Quantification of thymic T-cell receptor excision circles (TRECs).

TREC quantification was performed as previously described[35]. Briefly, thymi were harvested from non-irradiated C57BL/6 mice, transplanted mice, and transplanted mice with the injected BMC (30 d after conditioning). Total DNA was extracted using TRIZOL following tissue homogenization in a Bullet Blender Storm BBX24 instrument (Next Advance, Inc.). DNA was quantified by UV-Vis and 1 μg of DNA per sample was used as input for real-time PCR. A standard curve of mouse sjTREC plasmid was used to calculate the absolute number of single joint TRECS (sjTRECs) per sample.

TCR analysis

Extracted lymphocyte RNA was quantified using UV-Vis. Equimolar amounts of RNA from each sample was submitted to iRepertoire for sequencing and bioinformatics analysis, where samples were reverse transcribed and amplified using a primer set which specifically amplifies beta TCR RNA. The results of the sequencing gave a range of total reads and numbers of unique CDR3s for each sample.

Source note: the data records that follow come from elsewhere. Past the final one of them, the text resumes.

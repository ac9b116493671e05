//! Route configuration for the Portcullis server.

mod internal;
mod v1;

pub use internal::{route_table, InternalRoute};
pub use v1::{Report, ReportStore, StatusController};

use crate::{
    error::ApiError,
    middleware::AuthRequiredLayer,
    state::AppState,
};
use axum::{
    extract::Request,
    http::request::Parts,
    response::{IntoResponse, Response},
    Router,
};
use portcullis_core::{AuthService, BoxHandler, ExemptionError};
use std::sync::Arc;
use tower::ServiceBuilder;
use tower_http::{
    request_id::{MakeRequestUuid, PropagateRequestIdLayer, SetRequestIdLayer},
    timeout::TimeoutLayer,
};

/// Type-erased route handler.
pub type RouteHandler = BoxHandler<Request, Response, ApiError>;

/// Create the main application router.
///
/// Every route is gated by `auth` unless its handler is authentication
/// exempt. Unmatched paths fall through to a 404 without consulting `auth`.
pub fn create_router<A>(state: &AppState, auth: Arc<A>) -> Result<Router, ExemptionError>
where
    A: AuthService<Parts> + 'static,
    A::Error: Into<ApiError>,
{
    let gate = AuthRequiredLayer::new(auth);

    let common_middleware = ServiceBuilder::new()
        .layer(SetRequestIdLayer::x_request_id(MakeRequestUuid))
        .layer(PropagateRequestIdLayer::x_request_id())
        .layer(TimeoutLayer::new(state.config.server.request_timeout()));

    Ok(Router::new()
        .nest("/api/v1", v1::router(&gate, state))
        .nest("/internal", internal::router(&gate, state)?)
        .fallback(fallback_handler)
        .layer(common_middleware))
}

async fn fallback_handler() -> impl IntoResponse {
    ApiError::NotFound("Route".into())
}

Vaccination and non-specific T-cell-stimulation study

30 days after transplantation, animals were immunized with a bolus vaccine containing 100 μg ovalbumin (OVA), 100 μg CpG-ODN and 1 μg GM-CSF. After 10 d, animals were challenged with an intravenous injection of ovalbumin. On Day 12, spleens were collected from euthanized mice in the vaccination studies. Splenocytes were isolated by mechanical disruption of the spleen against 70-μm cell strainers. Red blood cells in the harvested tissues were lysed and leukocytes were prepared for analysis. For unspecific stimulation, cells were incubated for 5 h with PMA (10 ng/mL) + ionomycin (2 µM). Brefeldin A (10 µg/mL) was added after 2 h of incubation. The cells were then harvested, washed, and stained with fluorochrome-conjugated antibodies to T-cell surface antigens. Subsequently, cell were fixed and permeabilized with fixation/permeabilization solution kit reagents (BD) and stained with IFN-γ, TNF-α-specific antibodies.